Varietal-wise, for whites, chardonnay and riesling reign on high and for reds, the crown goes to cabernet sauvignon, merlot and to a lesser extent syrah. While the popularity of these varietals remains high among producers and consumers alike, there have been some strides with white varietals like pinot blanc, sauvignon blanc, gewürztraminer and chenin blanc. On the red side, malbec and sangiovese show promise as growers and winemakers look to diversify and better express the terroir of their areas.
Being a keen observer of consumers, retailers and restaurants, it appears that the wines from Washington State are at best, little known in the Alberta market even though there are over 350 wines from the area currently available in the province.
Clearly, we have a lot to learn about the 2nd largest American wine growing area that occupies a latitude between the French wine regions of Bordeaux, has had no bad vintages in past 10 years, and has delivered consistent quality and value, year after year.

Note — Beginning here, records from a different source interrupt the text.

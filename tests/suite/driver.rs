//! Launch behavior through the public driver API.

use std::sync::{Arc, Mutex};
use std::time::Duration;

use moss_driver::{
    Advance, Computation, DriveError, Input, Outcome, PendingOperation, Progress, Suspension,
    deferred, drive, drive_to_outcome, launch, launch_with,
};

type Log = Arc<Mutex<Vec<String>>>;

fn note(log: &Log, entry: impl Into<String>) {
    log.lock().unwrap().push(entry.into());
}

/// Reads a value with a fallback when the read fails.
struct ReadWithFallback {
    log: Log,
    fail: bool,
}

impl Computation for ReadWithFallback {
    type Value = String;
    type Output = String;
    type Error = String;

    fn start(&mut self) -> Advance<Self> {
        let result = if self.fail {
            Err("offline".to_string())
        } else {
            Ok("fresh".to_string())
        };
        Ok(Progress::wait(PendingOperation::ready(result)))
    }

    fn resume(&mut self, value: String) -> Advance<Self> {
        Ok(Progress::Finished(value))
    }

    fn resume_with_failure(&mut self, error: String) -> Advance<Self> {
        note(&self.log, format!("recovered from {error}"));
        Ok(Progress::Finished("cached".to_string()))
    }
}

#[tokio::test]
async fn recovery_substitutes_fallback() {
    let log = Log::default();
    let computation = ReadWithFallback {
        log: Arc::clone(&log),
        fail: true,
    };

    let value = launch(move || Ok(computation)).await.unwrap();

    assert_eq!(value, "cached");
    assert_eq!(*log.lock().unwrap(), ["recovered from offline"]);
}

#[tokio::test]
async fn successful_read_skips_recovery() {
    let log = Log::default();
    let computation = ReadWithFallback {
        log: Arc::clone(&log),
        fail: false,
    };

    assert_eq!(launch(move || Ok(computation)).await.unwrap(), "fresh");
    assert!(log.lock().unwrap().is_empty());
}

/// Waits on externally settled operations, one at a time, and sums them.
struct Sum {
    pending: Vec<PendingOperation<u32, String>>,
    total: u32,
    log: Log,
}

impl Sum {
    fn next(&mut self) -> Advance<Self> {
        match self.pending.pop() {
            Some(op) => {
                note(&self.log, format!("requested {}", self.pending.len()));
                Ok(Progress::wait(op))
            }
            None => Ok(Progress::Finished(self.total)),
        }
    }
}

impl Computation for Sum {
    type Value = u32;
    type Output = u32;
    type Error = String;

    fn start(&mut self) -> Advance<Self> {
        self.next()
    }

    fn resume(&mut self, value: u32) -> Advance<Self> {
        note(&self.log, format!("received {value}"));
        self.total += value;
        self.next()
    }
}

#[tokio::test]
async fn operations_are_requested_one_at_a_time() {
    let log = Log::default();
    let (first, first_op) = deferred();
    let (second, second_op) = deferred();
    let computation = Sum {
        // Popped from the back: first_op is requested first.
        pending: vec![second_op, first_op],
        total: 0,
        log: Arc::clone(&log),
    };

    let result = launch(move || Ok(computation));
    tokio::time::sleep(Duration::from_millis(10)).await;
    assert_eq!(*log.lock().unwrap(), ["requested 1"]);

    second.resolve(20);
    tokio::time::sleep(Duration::from_millis(10)).await;
    assert_eq!(
        *log.lock().unwrap(),
        ["requested 1"],
        "second operation must not be awaited before the first settles"
    );

    first.resolve(1);
    assert_eq!(result.await.unwrap(), 21);
    assert_eq!(
        *log.lock().unwrap(),
        ["requested 1", "received 1", "requested 0", "received 20"]
    );
}

struct Literal;

impl Computation for Literal {
    type Value = u32;
    type Output = u32;
    type Error = String;

    fn start(&mut self) -> Advance<Self> {
        Ok(Progress::Pending(Suspension::Bare(7)))
    }

    fn resume(&mut self, value: u32) -> Advance<Self> {
        Ok(Progress::Finished(value))
    }
}

#[tokio::test]
async fn literal_value_is_a_contract_violation() {
    match launch(|| Ok(Literal)).await {
        Err(DriveError::ContractViolation(violation)) => assert_eq!(violation.step, 1),
        other => panic!("expected ContractViolation, got {other:?}"),
    }
}

struct Done<T>(Option<T>);

impl<T: Send + 'static> Computation for Done<T> {
    type Value = ();
    type Output = T;
    type Error = String;

    fn start(&mut self) -> Advance<Self> {
        self.0.take().map(Progress::Finished).ok_or_else(|| "reused".to_string())
    }

    fn resume(&mut self, (): ()) -> Advance<Self> {
        Err("never suspended".to_string())
    }
}

#[tokio::test]
async fn falsy_results_still_settle() {
    assert_eq!(launch(|| Ok(Done(Some(String::new())))).await.unwrap(), "");
    assert_eq!(launch(|| Ok(Done(Some(0_u8)))).await.unwrap(), 0);
    assert!(!launch(|| Ok(Done(Some(false)))).await.unwrap());
}

#[tokio::test]
async fn factory_argument_is_forwarded() {
    let result = launch_with(|word: &'static str| Ok(Done(Some(word.len()))), "four");
    assert_eq!(result.await.unwrap(), 4);
}

#[tokio::test]
async fn drive_reports_exactly_once() {
    let settlements = Arc::new(Mutex::new(0_u32));
    let counter = Arc::clone(&settlements);

    drive(Done(Some(1_u8)), Input::Start, move |outcome: Outcome<u8, String>| {
        assert!(outcome.is_resolved());
        *counter.lock().unwrap() += 1;
    })
    .await;

    assert_eq!(*settlements.lock().unwrap(), 1);
}

#[tokio::test]
async fn taking_over_mid_flight_with_a_failure() {
    let computation = ReadWithFallback {
        log: Log::default(),
        fail: false,
    };

    let outcome = drive_to_outcome(computation, Input::Failure("stale".to_string())).await;
    assert_eq!(outcome.into_result().unwrap(), "cached");
}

Columbia Valley AVA was established in 1984 and in terms of sheer size, is by far the largest in the state. It has the unique characteristic of containing several smaller AVA’s within it such as Walla Walla Valley and Horse Heaven Hills along with several others. The area can act as catch-all for vineyards and producers who grow, buy and sell grapes within its borders to make wines of remarkable beauty and elegance. The most popular varietals grown are cabernet sauvignon, merlot, chardonnay and riesling.
Walla Walla Valley
Also established as an AVA in 1984, this area gained its reputation as the home of Leonetti Cellars whose star rose in the 1980s providing the winery “cult status”. The valley represents almost 100 different wineries producing reds, including cabernet sauvignon, merlot, syrah and to a lesser extent, cabernet franc, sangiovese, grenache, malbec and petit verdot. On the white spectrum, chardonnay leads the pack with gewürztraminer, riesling, and sauvignon blanc hot on its heels.
Horse Heaven Hills
Established in 2005, this AVA is known for producing some of the best fruit within the larger Columbia Valley AVA. It is home to some of the finest single-vineyard expressions of noble varieties like cabernet sauvignon, merlot and syrah in the United States. International critics have been paying attention as well and the wines from this AVA routinely earn at, or near, perfect scores. It has excellent proximity to the Columbia River and south facing slopes, which allows for ideal ripening conditions for not just the red grapes but also white grapes like chardonnay and riesling.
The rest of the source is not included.